→ TASK STATEMENT
Please state how many lines in the records contain the string "Recommendation", with no words besides the number.

→ TASK DATA
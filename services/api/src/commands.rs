use candidate_eval::error::AppError;
use candidate_eval::workflows::evaluations::{
    import_history_from_path, AggregateResult, EvaluationResult, JobFamily, ScoreSet,
    ScoringEngine,
};
use clap::Args;
use std::path::PathBuf;

#[derive(Args, Debug)]
pub(crate) struct ScoreArgs {
    /// Job family tag (unknown tags score as engineering_projects)
    #[arg(long, default_value = "engineering_projects")]
    pub(crate) family: String,
    #[arg(long, allow_hyphen_values = true)]
    pub(crate) technical: i32,
    #[arg(long, allow_hyphen_values = true)]
    pub(crate) problem: i32,
    #[arg(long, allow_hyphen_values = true)]
    pub(crate) safety: i32,
    #[arg(long, allow_hyphen_values = true)]
    pub(crate) communication: i32,
    #[arg(long, allow_hyphen_values = true)]
    pub(crate) culture: i32,
    /// Print the result as JSON instead of a summary
    #[arg(long)]
    pub(crate) json: bool,
}

#[derive(Args, Debug)]
pub(crate) struct AggregateArgs {
    /// Job family tag the candidate applied for
    #[arg(long, default_value = "engineering_projects")]
    pub(crate) family: String,
    /// CSV with technical,problem,safety,communication,culture,percent columns
    #[arg(long)]
    pub(crate) history: PathBuf,
    /// Print the result as JSON instead of a summary
    #[arg(long)]
    pub(crate) json: bool,
}

pub(crate) fn run_score(args: ScoreArgs) -> Result<(), AppError> {
    let family = JobFamily::resolve(&args.family);
    let scores = ScoreSet {
        technical: args.technical,
        problem: args.problem,
        safety: args.safety,
        communication: args.communication,
        culture: args.culture,
    };

    let result = ScoringEngine::new().evaluate(family, &scores);
    if args.json {
        print_json(&result);
    } else {
        for line in evaluation_lines(family, &result) {
            println!("{line}");
        }
    }

    Ok(())
}

pub(crate) fn run_aggregate(args: AggregateArgs) -> Result<(), AppError> {
    let family = JobFamily::resolve(&args.family);
    let history = import_history_from_path(&args.history)?;

    let result = ScoringEngine::new().aggregate(family, &history);
    if args.json {
        print_json(&result);
    } else {
        for line in aggregate_lines(family, &result) {
            println!("{line}");
        }
    }

    Ok(())
}

fn print_json<T: serde::Serialize>(value: &T) {
    match serde_json::to_string_pretty(value) {
        Ok(json) => println!("{json}"),
        Err(err) => eprintln!("result unavailable as JSON: {err}"),
    }
}

pub(crate) fn evaluation_lines(family: JobFamily, result: &EvaluationResult) -> Vec<String> {
    let mut lines = vec![
        format!("Evaluation ({family})"),
        format!("- Score: {}%", result.percent),
    ];

    match &result.red_flag.reason {
        Some(reason) if result.red_flag.triggered => lines.push(format!("- Red flag: {reason}")),
        _ => lines.push("- Red flag: none".to_string()),
    }

    lines.push(format!("- Recommendation: {}", result.recommendation));
    lines
}

pub(crate) fn aggregate_lines(family: JobFamily, result: &AggregateResult) -> Vec<String> {
    let red_flag = if result.red_flag_triggered {
        "yes"
    } else {
        "no"
    };

    vec![
        format!("Candidate aggregate ({family})"),
        format!("- Evaluations: {}", result.count),
        format!("- Average score: {}%", result.percent_avg),
        format!("- Red flag in history: {red_flag}"),
        format!("- Recommendation: {}", result.recommendation),
    ]
}
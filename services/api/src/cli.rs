use crate::commands::{run_aggregate, run_score, AggregateArgs, ScoreArgs};
use crate::server;
use candidate_eval::error::AppError;
use clap::{Args, Parser, Subcommand};
use std::path::PathBuf;

#[derive(Parser, Debug)]
#[command(
    name = "Candidate Evaluation Scorer",
    about = "Score interviewer ratings and serve the candidate evaluation API",
    version
)]
struct Cli {
    #[command(subcommand)]
    command: Option<Command>,
}

#[derive(Subcommand, Debug)]
enum Command {
    /// Start the HTTP service (default command)
    Serve(ServeArgs),
    /// Score a single set of interviewer ratings
    Score(ScoreArgs),
    /// Aggregate a candidate's evaluation history from a CSV export
    Aggregate(AggregateArgs),
}

#[derive(Args, Debug, Default)]
pub(crate) struct ServeArgs {
    /// Override the configured host for the HTTP server
    #[arg(long)]
    pub(crate) host: Option<String>,
    /// Override the configured port for the HTTP server
    #[arg(long)]
    pub(crate) port: Option<u16>,
    /// CSV of `candidate_id,applied_family` rows to preload into the candidate directory
    #[arg(long)]
    pub(crate) candidates: Option<PathBuf>,
}

pub(crate) async fn run() -> Result<(), AppError> {
    let cli = Cli::parse();
    let command = cli
        .command
        .unwrap_or_else(|| Command::Serve(ServeArgs::default()));

    match command {
        Command::Serve(args) => server::run(args).await,
        Command::Score(args) => run_score(args),
        Command::Aggregate(args) => run_aggregate(args),
    }
}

→ WRITTEN SOLUTION
2